Publié le 18/12/2017 à 06:06, mis à jour le 18/12/2017 à 06:22

Vive les hommes au foyer!

Publié le 18/12/2017 à 06:06, mis à jour le 18/12/2017 à 06:22

Mine de rien, un gain pour toute la société... Photo: DR

J'ai aujourd'hui une question à vous poser, une question qui tue: «Au travail, occupez-vous un poste qui vous convient parfaitement?»

J'imagine que non, que vous estimez que l'ensemble de vos talents personnels ne se déploient pas autant qu'ils le devraient, bref, qu'il y a encore de la marge avant de vous considérer comme épanoui dans votre quotidien au travail. Rassurez-vous, c'est tout à fait normal: en Amérique du Nord, les talents sont particulièrement mal mis à contribution, comme l'ont mis au jour l'an dernier Chang-Tai Hsieh et son équipe de chercheurs de chercheurs de l'École de commerce Boothet de l'Université Stanford.

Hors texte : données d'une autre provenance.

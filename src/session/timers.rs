//! Session Timers
//!
//! The two timers owned by the connection manager task:
//!
//! - [`HeartbeatScheduler`]: periodic keep-alive while the connection is open
//! - [`RetryTimer`]: the single pending reconnect delay
//!
//! Both are polled from the manager's `select!` loop. A stopped timer is a
//! future that never completes, so dropping the inner timer is all it takes
//! to guarantee no further ticks.

use std::future;
use std::pin::Pin;
use std::time::Duration;
use tokio::time::{self, Instant, Interval, MissedTickBehavior, Sleep};

/// Emits a tick every `period` while running
#[derive(Debug)]
pub(crate) struct HeartbeatScheduler {
    period: Duration,
    interval: Option<Interval>,
}

impl HeartbeatScheduler {
    pub(crate) fn new(period: Duration) -> Self {
        Self {
            period: period.max(Duration::from_millis(1)),
            interval: None,
        }
    }

    /// Start ticking; the first tick is one full period from now
    pub(crate) fn start(&mut self) {
        let mut interval = time::interval_at(Instant::now() + self.period, self.period);
        interval.set_missed_tick_behavior(MissedTickBehavior::Delay);
        self.interval = Some(interval);
    }

    /// Stop ticking. No tick can be observed after this returns.
    pub(crate) fn stop(&mut self) {
        self.interval = None;
    }

    pub(crate) fn is_running(&self) -> bool {
        self.interval.is_some()
    }

    pub(crate) fn period(&self) -> Duration {
        self.period
    }

    /// Wait for the next tick. Pends forever while stopped.
    pub(crate) async fn tick(&mut self) {
        match self.interval.as_mut() {
            Some(interval) => {
                interval.tick().await;
            }
            None => future::pending::<()>().await,
        }
    }
}

/// At most one pending reconnect delay
#[derive(Debug, Default)]
pub(crate) struct RetryTimer {
    sleep: Option<Pin<Box<Sleep>>>,
    attempt: u32,
}

impl RetryTimer {
    pub(crate) fn new() -> Self {
        Self::default()
    }

    /// Arm the timer for retry number `attempt`, replacing any pending one
    pub(crate) fn schedule(&mut self, delay: Duration, attempt: u32) {
        self.sleep = Some(Box::pin(time::sleep(delay)));
        self.attempt = attempt;
    }

    /// Disarm the timer
    pub(crate) fn cancel(&mut self) {
        self.sleep = None;
    }

    pub(crate) fn is_pending(&self) -> bool {
        self.sleep.is_some()
    }

    /// Wait for the armed delay to elapse and return its attempt number.
    ///
    /// Cancel-safe: dropping the future leaves the timer armed. Pends forever
    /// while disarmed.
    pub(crate) async fn fired(&mut self) -> u32 {
        match self.sleep.as_mut() {
            Some(sleep) => {
                sleep.as_mut().await;
                self.sleep = None;
                self.attempt
            }
            None => future::pending::<u32>().await,
        }
    }
}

Un exemple frappant: la prédominance outrancière des hommes sur le marché du travail, qui nuit tant aux femmes et au déploiement de leurs talents propres. M. Hsieh et ses collègues ont calculé que, de 1960 à 2010, la croissance du produit intérieur brut par habitant des États-Unis avait résulté à hauteur de 25 % de la diminution progressive du déséquilibre entre hommes et femmes sur le marché du travail. Autrement dit, l'économie du pays entier était ressortie gagnante de l'accès grandissant des femmes - et donc, de leurs talents propres - au marché du travail.

Cela étant, nous sommes encore loin de l'équilibre parfait, et par suite, d'une économie qui fonctionne de manière optimale. Qu'est-ce qui freine, encore aujourd'hui, ce «rééquilibrage» si bénéfique à l'échelle de l'individu comme à celle de l'ensemble de la société ? Andrés Erosa et son équipe de chercheurs de l'Université Charles-III de Madrid, de l'Université de Toronto et de l'Université Princeton ont tenu à le savoir. Ce faisant, ils ont découvert que ce «rééquilibrage» résultait en grande partie de... la répartition des tâches à la maison !

Regardons un peu ce qui se passe de nos jours à ce sujet au Québec... Dans une journée type, les hommes consacrent en moyenne 9,5 heures au travail et 3,6 heures aux tâches ménagères. De leur côté, les femmes accordent en moyenne 8,3 heures au travail et 4,9 heures aux tâches ménagères, selon une étude du ministère de la Famille. Autrement dit, les femmes passent 26 % plus de temps que les hommes à s'occuper des enfants, à faire du ménage, ou encore à préparer des repas. Ce qui est énorme.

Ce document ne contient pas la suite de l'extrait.